OfQual Insights: More thoughts on exams.

Exams are more complicated that we want to believe.
Exams are more complicated that we want to believe.

This week I met Glenys Stacey, the CEO of OfQual.  She’d invited me to share views about aspects of the examination system.  I had previously met Amanda Spielman, the Chair of OfQual – where she offered advice on our Baccalaureate model.   OfQual leaders are keen to engage in dialogue with people in the profession, not least so that they have opportunities to explain their work.   (Some of my ideas about exams are summarised and compiled in this post: Exam Reform: A blog manifesto. )
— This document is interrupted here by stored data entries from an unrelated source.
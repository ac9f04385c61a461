//! Cookbook client - command line entry point.

use std::process::ExitCode;
use std::time::Duration;

use anyhow::Context;
use clap::{Parser, Subcommand};
use cookbook_client::query::QueryKey;
use cookbook_client::storage::FileStorage;
use cookbook_client::{logging, AppContext, ClientConfig};
use cookbook_shared::{AuthError, AuthFlow, NetworkError, RecipeIngredient};

#[derive(Parser, Debug)]
#[command(author, version, about = "Browse cookbooks and recipes")]
struct Args {
    #[command(subcommand)]
    command: Command,
}

#[derive(Subcommand, Debug)]
enum Command {
    /// Sign in with email and password
    Login {
        #[arg(long)]
        email: String,
        #[arg(long)]
        password: String,
    },
    /// Create an account
    Register {
        #[arg(long)]
        email: String,
        #[arg(long)]
        password: String,
        #[arg(long)]
        name: String,
    },
    Logout,
    /// Show the signed-in user
    Whoami,
    Cookbooks,
    Cookbook { id: String },
    /// Recipes of one cookbook
    Recipes { cookbook_id: String },
    Recipe { id: String },
    Ingredients,
    Ingredient { id: String },
    Users,
    User { id: String },
}

const SIGN_IN_WAIT: Duration = Duration::from_secs(10);

#[tokio::main]
async fn main() -> anyhow::Result<ExitCode> {
    let _ = dotenvy::dotenv();
    logging::init(logging::DEFAULT_FILTER);

    let args = Args::parse();
    let config = ClientConfig::from_env().context("loading configuration")?;
    let storage = FileStorage::default_location();
    let app = AppContext::firebase(config, storage).context("building HTTP client")?;

    let handle = app.start()?;
    app.session().wait_until_resolved().await;

    let code = run(&app, args.command).await;
    app.shutdown(handle);
    Ok(code)
}

async fn run(app: &AppContext, command: Command) -> ExitCode {
    match command {
        Command::Login { email, password } => {
            match app.session().sign_in(&email, &password).await {
                Ok(_) => report_signed_in(app).await,
                Err(e) => auth_failure(&e, AuthFlow::SignIn),
            }
        }
        Command::Register {
            email,
            password,
            name,
        } => match app.session().sign_up(&email, &password, &name).await {
            Ok(_) => report_signed_in(app).await,
            Err(e) => auth_failure(&e, AuthFlow::SignUp),
        },
        Command::Logout => match app.sign_out().await {
            Ok(()) => {
                println!("Signed out");
                ExitCode::SUCCESS
            }
            Err(e) => {
                eprintln!("Sign out failed, please try again ({e})");
                ExitCode::FAILURE
            }
        },
        Command::Whoami => {
            match app.session().user() {
                Some(user) => {
                    println!("{}", user.name().unwrap_or(user.id.as_str()));
                    if let Some(email) = &user.email {
                        println!("  email: {email}");
                    }
                    if let Some(at) = user.profile.created_at {
                        println!("  member since: {}", at.format("%Y-%m-%d"));
                    }
                    if let Some(at) = user.profile.last_login {
                        println!("  last login: {}", at.format("%Y-%m-%d %H:%M"));
                    }
                }
                None => println!("Not signed in"),
            }
            ExitCode::SUCCESS
        }
        Command::Cookbooks => {
            let key = QueryKey::cookbooks();
            show(&key, app.resources().load_cookbooks().await, |cookbooks| {
                for cookbook in cookbooks.iter() {
                    let count = cookbook
                        .recipe_count
                        .map(|n| format!(" ({n} recipes)"))
                        .unwrap_or_default();
                    println!("{:>6}  {}{count}", cookbook.id, cookbook.title);
                }
            })
        }
        Command::Cookbook { id } => {
            let key = QueryKey::cookbook(id.as_str());
            show(&key, app.resources().load_cookbook(&id).await, |cookbook| {
                println!("{}", cookbook.title);
                if let Some(description) = &cookbook.description {
                    println!("\n{description}");
                }
            })
        }
        Command::Recipes { cookbook_id } => {
            let key = QueryKey::recipes_by_cookbook(cookbook_id.as_str());
            let result = app.resources().load_recipes_by_cookbook(&cookbook_id).await;
            show(&key, result, |recipes| {
                if recipes.is_empty() {
                    println!("No recipes in this cookbook yet");
                }
                for recipe in recipes.iter() {
                    println!("{:>6}  {}", recipe.id, recipe.title);
                }
            })
        }
        Command::Recipe { id } => {
            let key = QueryKey::recipe(id.as_str());
            show(&key, app.resources().load_recipe(&id).await, |recipe| {
                println!("{}\n", recipe.title);
                println!("Ingredients:");
                let lines: Vec<String> = if recipe.recipe_ingredients.is_empty() {
                    recipe.ingredients.clone()
                } else {
                    recipe
                        .recipe_ingredients
                        .iter()
                        .map(RecipeIngredient::display_line)
                        .collect()
                };
                for line in lines {
                    println!("  - {line}");
                }
                if let Some(instructions) = &recipe.instructions {
                    println!("\nInstructions:\n{instructions}");
                }
            })
        }
        Command::Ingredients => {
            let key = QueryKey::ingredients();
            show(&key, app.resources().load_ingredients().await, |ingredients| {
                for ingredient in ingredients.iter() {
                    println!("{:>6}  {}", ingredient.id, ingredient.name);
                }
            })
        }
        Command::Ingredient { id } => {
            let key = QueryKey::ingredient(id.as_str());
            show(&key, app.resources().load_ingredient(&id).await, |ingredient| {
                println!("{}", ingredient.name);
                if let Some(category) = &ingredient.category {
                    println!("  category: {category}");
                }
            })
        }
        Command::Users => {
            let key = QueryKey::users();
            show(&key, app.resources().load_users().await, |users| {
                for user in users.iter() {
                    let name = user
                        .display_name
                        .as_deref()
                        .or(user.name.as_deref())
                        .unwrap_or("-");
                    println!("{:>6}  {name}", user.id);
                }
            })
        }
        Command::User { id } => {
            let key = QueryKey::user(id.as_str());
            show(&key, app.resources().load_user(&id).await, |user| {
                println!("{}", user.display_name.as_deref().or(user.name.as_deref()).unwrap_or("-"));
                if let Some(email) = &user.email {
                    println!("  email: {email}");
                }
            })
        }
    }
}

/// Wait for the provider to report the new session, then greet the user.
async fn report_signed_in(app: &AppContext) -> ExitCode {
    let mut rx = app.session().subscribe();
    let session = tokio::time::timeout(SIGN_IN_WAIT, rx.wait_for(|s| s.is_authenticated())).await;
    match session {
        Ok(Ok(session)) => {
            let name = session
                .user()
                .and_then(|u| u.name().map(str::to_string))
                .unwrap_or_default();
            println!("Signed in as {name}");
        }
        _ => println!("Signed in"),
    }
    ExitCode::SUCCESS
}

fn auth_failure(error: &AuthError, flow: AuthFlow) -> ExitCode {
    tracing::debug!("authentication failed: {error}");
    eprintln!("{}", error.user_message(flow));
    ExitCode::FAILURE
}

fn show<T>(key: &QueryKey, result: Result<T, NetworkError>, print: impl FnOnce(T)) -> ExitCode {
    match result {
        Ok(value) => {
            print(value);
            ExitCode::SUCCESS
        }
        Err(e) => {
            tracing::debug!(%key, "request failed: {}", e.message());
            eprintln!("{}", e.user_message(key.describe()));
            ExitCode::FAILURE
        }
    }
}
Some of the things I’ve had a chance to discuss include:

  • The issues surrounding marking and grading; error margins, variation across subjects, cliff-edges, the merits of points or grades systems; the variation in grade widths within and across subjects
  • The statistical processes used to ensure comparability between different Boards, across subjects and between years
  • The mechanics of grade inflation and possible solutions to tackle it whilst still allowing for system improvement.
  • The nature of the appeals system, blind re-marking, research on the quality of marking, the inherent variation in judgement-based marking; tech-innovations in marking systems.
  • Recent specific issues including successful changes to Science GCSEs, the growth and diverse nature of IGCSEs, the problems with GCSE English in 2012, recent difficulties around Speaking and Listening, multiple entry, reform to GCSEs, tiered papers.
  • The evidence for discrepancies between schools in the way they approach teacher assessed components; the impact this has on grade awards and the extent to which this can be controlled
  • The role of OfQual in working with Exam Boards and the DFE, maintaining independence, having a technical role but also a public profile, issues around communication and public understanding of examination systems.
  • The tension between envisaging an ideal system and establishing one, given the need to maintain public confidence during the transition; the political realities surrounding reform and the limits this places on making radical changes.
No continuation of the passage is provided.